Predictably (I can imagine that Monday’s article incited a few branch-loyalist freak-outs), there was a follow-up article from Maloney the next day (“Proposal Would Replace Shuttered Brooklyn Libraries With New Spaces“), clarifying that “the library would replace any facilities it closes with new spaces in the same neighborhoods.” The sale of out-of-shape buildings, including some Carnegies, would “be used to pay for repairs and create new spaces designed for the digital age.” CEO Linda Johnson repeated: “We are not abandoning neighborhoods… There are some neighborhoods where we’ve got a library, but it’s just on the wrong block.”

Maloney’s original article referenced a report, issued last week by the Center for an Urban Future, on “Branches of Opportunity” in New York’s public library systems. Many of the challenges and opportunities and new developments examined in these various Journal articles are also addressed here, in the Center’s report. I spoke with David Giles, the report’s author, over the summer as he was gathering data. The main take-away is this: “New York City’s public libraries are serving more people in more ways than ever before, and have become an increasingly critical part of the city’s human capital system; but they have been undervalued by policymakers and face growing threats in today’s digital age.”

Pages from BranchesofOpportunity1

Branches-of-Opportunity---Map

While Brooklyn, Queens, and the NYPL’s branches grapple with budget woes, aging infrastructure, Hurricane Sandy damage, etc., and work hard to devise creative solutions to accommodate the needs of their communities in this hybrid analog-digital media age, the NYPL flagship continues to focus on what seem like, in comparison, the “first world problems” of high-end architectural preservation. Just hours ago the Journal posted Jennifer Maloney’s “Engineer Unpacks Plan for the Stacks” (Maloney’s apparently become their library beat reporter!), in which Robert Silman Associates assures its client and public that it is possible to remove “seven levels of century-old book stacks that support the Fifth Avenue building’s Rose Main Reading Room like a 53-foot-high Erector set.” How? They’ll “install 12 new support columns in between the existing stacks,” and “transfer the weight of the reading room to new supports without causing so much as a crack in its historic, red-quarry tile floor.”

via WSJ

“All while library patrons read in the vaulted space above.” No disruptions necessary. No need to divert one’s attention from her book to contemplate the engineering feats — the insane playing-with-the-laws-of-physics stuff — taking place beneath her feet.
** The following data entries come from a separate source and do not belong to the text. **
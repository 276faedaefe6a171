//! State-change verification around an interaction.
//!
//! A heuristic signal for the outer decision loop, not a correctness check.
//! Given the same before/after captures it always produces the same verdict.

use std::fmt;

use crate::config::pause;
use crate::driver::{Driver, ElementHandle};
use crate::Result;

/// Characters of a changed value shown in a detail line.
pub const VALUE_PREVIEW: usize = 20;
/// Characters of outer HTML kept in a snapshot.
pub const HTML_SNAPSHOT: usize = 200;
/// Trailing title characters shown in a detail line.
const TITLE_TAIL: usize = 10;

/// Element attributes compared before and after an action.
#[derive(Debug, Clone, PartialEq, Eq)]
pub struct ElementState {
    pub text: String,
    pub class: Option<String>,
    pub expanded: Option<String>,
    pub label: Option<String>,
    pub html: String,
}

/// Element state plus the page title.
#[derive(Debug, Clone, PartialEq, Eq)]
pub struct StateSnapshot {
    pub element: ElementState,
    pub title: String,
}

/// Outcome of a verification. `changed == false` means no observable change,
/// not failure.
#[derive(Debug, Clone, PartialEq, Eq)]
pub struct StateChange {
    pub changed: bool,
    pub details: Vec<String>,
}

impl StateChange {
    fn unchanged() -> Self {
        Self {
            changed: false,
            details: Vec::new(),
        }
    }
}

impl fmt::Display for StateChange {
    fn fmt(&self, f: &mut fmt::Formatter<'_>) -> fmt::Result {
        if self.changed {
            write!(f, "State Changed: {}", self.details.join(", "))
        } else {
            f.write_str("No State Change Detected")
        }
    }
}

pub async fn capture_element<D: Driver + ?Sized>(
    driver: &mut D,
    el: ElementHandle,
) -> Result<ElementState> {
    Ok(ElementState {
        text: driver.text(el).await?,
        class: driver.attribute(el, "class").await?,
        expanded: driver.attribute(el, "aria-expanded").await?,
        label: driver.attribute(el, "aria-label").await?,
        html: driver
            .outer_html(el)
            .await?
            .chars()
            .take(HTML_SNAPSHOT)
            .collect(),
    })
}

/// Snapshot taken before an action.
pub async fn capture<D: Driver + ?Sized>(driver: &mut D, el: ElementHandle) -> Result<StateSnapshot> {
    Ok(StateSnapshot {
        element: capture_element(driver, el).await?,
        title: driver.title().await?,
    })
}

/// Failure to re-read an element after acting on it means it left the
/// document, which usually means the action worked (dialog closed, page
/// navigated). Counted as a change.
pub fn is_likely_navigated_away(post: &Result<ElementState>) -> bool {
    post.is_err()
}

fn preview(v: Option<&str>) -> String {
    v.unwrap_or("").chars().take(VALUE_PREVIEW).collect()
}

fn title_tail(t: &str) -> String {
    let n = t.chars().count();
    t.chars().skip(n.saturating_sub(TITLE_TAIL)).collect()
}

/// Compare a snapshot with post-action reads.
pub fn diff(
    pre: &StateSnapshot,
    post: &Result<ElementState>,
    post_title: Option<&str>,
) -> StateChange {
    let mut details = Vec::new();

    match post {
        Err(_) => {
            if is_likely_navigated_away(post) {
                details.push("element removed/stale".to_string());
            }
        }
        Ok(after) => {
            let before = &pre.element;
            let fields = [
                ("text", Some(before.text.as_str()), Some(after.text.as_str())),
                ("class", before.class.as_deref(), after.class.as_deref()),
                ("aria-expanded", before.expanded.as_deref(), after.expanded.as_deref()),
                ("aria-label", before.label.as_deref(), after.label.as_deref()),
            ];
            for (name, b, a) in fields {
                if b != a {
                    details.push(format!("{}: '{}' -> '{}'", name, preview(b), preview(a)));
                }
            }
            // markup alone is a weaker signal; only reported when nothing else moved
            if details.is_empty() && before.html != after.html {
                details.push("html: changed".to_string());
            }
        }
    }

    if let Some(title) = post_title {
        if title != pre.title {
            details.push(format!(
                "title: '...{}' -> '...{}'",
                title_tail(&pre.title),
                title_tail(title)
            ));
        }
    }

    if details.is_empty() {
        return StateChange::unchanged();
    }
    StateChange {
        changed: true,
        details,
    }
}

/// Wait `settle_ms`, re-read the element and the title, and diff against `pre`.
pub async fn verify<D: Driver + ?Sized>(
    driver: &mut D,
    el: ElementHandle,
    pre: &StateSnapshot,
    settle_ms: u64,
) -> StateChange {
    pause(settle_ms).await;
    let post = capture_element(driver, el).await;
    let title = driver.title().await.ok();
    diff(pre, &post, title.as_deref())
}

#[cfg(test)]
mod tests {
    use super::*;
    use crate::Error;

    fn state(expanded: &str) -> ElementState {
        ElementState {
            text: "Menu".into(),
            class: Some("nav".into()),
            expanded: Some(expanded.into()),
            label: None,
            html: format!("<button aria-expanded=\"{}\">Menu</button>", expanded),
        }
    }

    fn snapshot(expanded: &str, title: &str) -> StateSnapshot {
        StateSnapshot {
            element: state(expanded),
            title: title.into(),
        }
    }

    #[test]
    fn expanded_flip_is_reported() {
        let change = diff(&snapshot("false", "Shop"), &Ok(state("true")), Some("Shop"));
        assert!(change.changed);
        assert_eq!(change.details, vec!["aria-expanded: 'false' -> 'true'"]);
        assert_eq!(
            change.to_string(),
            "State Changed: aria-expanded: 'false' -> 'true'"
        );
    }

    #[test]
    fn identical_is_unchanged() {
        let change = diff(&snapshot("false", "Shop"), &Ok(state("false")), Some("Shop"));
        assert!(!change.changed);
        assert_eq!(change.to_string(), "No State Change Detected");
    }

    #[test]
    fn stale_element_counts_as_change() {
        let post: Result<ElementState> = Err(Error::Stale("detached".into()));
        assert!(is_likely_navigated_away(&post));
        let change = diff(&snapshot("false", "Shop"), &post, Some("Shop"));
        assert!(change.changed);
        assert_eq!(change.details, vec!["element removed/stale"]);
    }

    #[test]
    fn title_always_flagged() {
        let post: Result<ElementState> = Err(Error::Stale("detached".into()));
        let change = diff(
            &snapshot("false", "Search results"),
            &post,
            Some("Order confirmation #5521"),
        );
        assert_eq!(
            change.details,
            vec![
                "element removed/stale".to_string(),
                "title: '...ch results' -> '...tion #5521'".to_string(),
            ]
        );

        let change = diff(&snapshot("false", "A"), &Ok(state("false")), Some("B"));
        assert_eq!(change.details, vec!["title: '...A' -> '...B'"]);
    }

    #[test]
    fn values_are_truncated() {
        let mut after = state("false");
        after.text = "A much longer label that keeps going".into();
        let change = diff(&snapshot("false", "T"), &Ok(after), Some("T"));
        assert_eq!(
            change.details,
            vec!["text: 'Menu' -> 'A much longer label '"]
        );
    }

    #[test]
    fn html_only_change_is_weak_signal() {
        let mut after = state("false");
        after.html.push_str("<span></span>");
        let change = diff(&snapshot("false", "T"), &Ok(after), Some("T"));
        assert_eq!(change.details, vec!["html: changed"]);
    }

    #[test]
    fn diff_is_deterministic() {
        let pre = snapshot("false", "One");
        let post = Ok(state("true"));
        assert_eq!(diff(&pre, &post, Some("Two")), diff(&pre, &post, Some("Two")));
    }
}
This unawareness, or perhaps we should just call it obliviousness, seems to characterize the way we often think about our public libraries: we — and by we I mean particularly those of us among the “haves” of the information age — so often fail to recognize just how many people these institutions serve (including us!), what vital roles they play in those folks’ lives, how freaking complicated the logistics of running a library are, how much infrastructure and expertise is needed, and just how much support — moral, political, financial — they deserve.